Harvesting exotic wood species from untouched old-growth rainforest is extremely economically inefficient, and almost any alternative source would be cheaper. Exotic wood species did not evolve to grow as fast as biologically possible, because natural trees must always "hedge their bets" against temporary resource scarcity and devote nutrients towards defense mechanisms against competing species. There is no clear reason that the woods prized for bar-tops and luxurious conference room tables can only grow only in the poor soils of a rainforest, decorated and bejeweled with exotic parrots and iridescent insects. They could be cultivated and nurtured in a separately managed tree farm with a minimal number of symbiotic animal and insect species required for them to thrive. It seems reasonable to believe that a fast-growing, densely clustered "artificial" exotic tree crop could be engineered to have essentially the same hardness, color, and grain structure as the "natural" exotic wood it mimics.

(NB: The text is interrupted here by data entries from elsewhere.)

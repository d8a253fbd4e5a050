use clap::{Parser, Subcommand, ValueEnum};
use serde::{Deserialize, Serialize};

#[derive(Parser, Debug)]
#[command(name = "kibble", version, about = "Pet food review catalog CLI")]
pub struct Cli {
    #[arg(long, global = true, help = "Output machine-readable JSON")]
    pub json: bool,
    #[arg(
        long,
        global = true,
        help = "Catalog source (dir with articles.json + brands.json, or a combined catalog file)"
    )]
    pub catalog: Option<String>,
    #[command(subcommand)]
    pub command: Commands,
}

#[derive(Subcommand, Debug)]
pub enum Commands {
    List {
        #[arg(long, value_enum)]
        pet: Option<PetType>,
    },
    Search {
        query: String,
        #[arg(long, value_enum)]
        pet: Option<PetType>,
    },
    Show {
        slug: String,
    },
    Brand {
        id: String,
    },
    Brands,
    Validate,
    Fingerprint,
}

#[derive(Clone, Copy, Debug, PartialEq, Eq, Serialize, Deserialize, ValueEnum)]
#[serde(rename_all = "lowercase")]
pub enum PetType {
    Dog,
    Cat,
}

impl PetType {
    pub fn badge(&self) -> &'static str {
        match self {
            PetType::Dog => "DOG",
            PetType::Cat => "CAT",
        }
    }
}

Compared to our ancient experience with cultivating domesticated grain and vegetable crops, humans are currently just at the dawn of cultivating forest products for the purposes of renewable paper production and construction lumber. The spread of these practices from the abundant and well-known wood species of North America to the obscure and exotic wood species of the rainforests in South America, Africa, and Indonesia seems like a natural extension. Commercial teak plantations, for example, already exist in a few tropical regions and hopefully more exotic wood plantations are soon to follow.
Historic Georgetown, Colorado denuded of trees for use as fuel (top).
And Georgetown today with much of the local forest restored (bottom).
Some readers may be skeptical that such wicked things as big business and the machinations of the global industrial economy can actually prevent the destruction of sensitive ecological habitat, rather than being its primary cause. However, there is historical precedent for this. Many people don't realize, for example, that the forests of North America and Europe are on average thicker and denser today than they were a century ago. This was not primarily because of new regulations and new breakthroughs in arboreal police enforcement. It was because wood is no longer so useful as a fuel, and it has been largely replaced by more efficient and cheaper alternatives. The 20th century addiction to cheap and energy dense fossil fuels, far from accelerating the overall destruction of forests worldwide, has to a large degree saved and restored them.
Interestingly, the people who are most concerned about the loss of the rainforest and loss of biodiversity are often the same people who are most worried and fearful about genetic engineering and intensive farming. I hope we can eventually advance the global conversation and come to some agreement that there are ways in which responsible genetic engineering and widespread industrial tree cultivation could be a potential savior of natural biodiversity in the wild.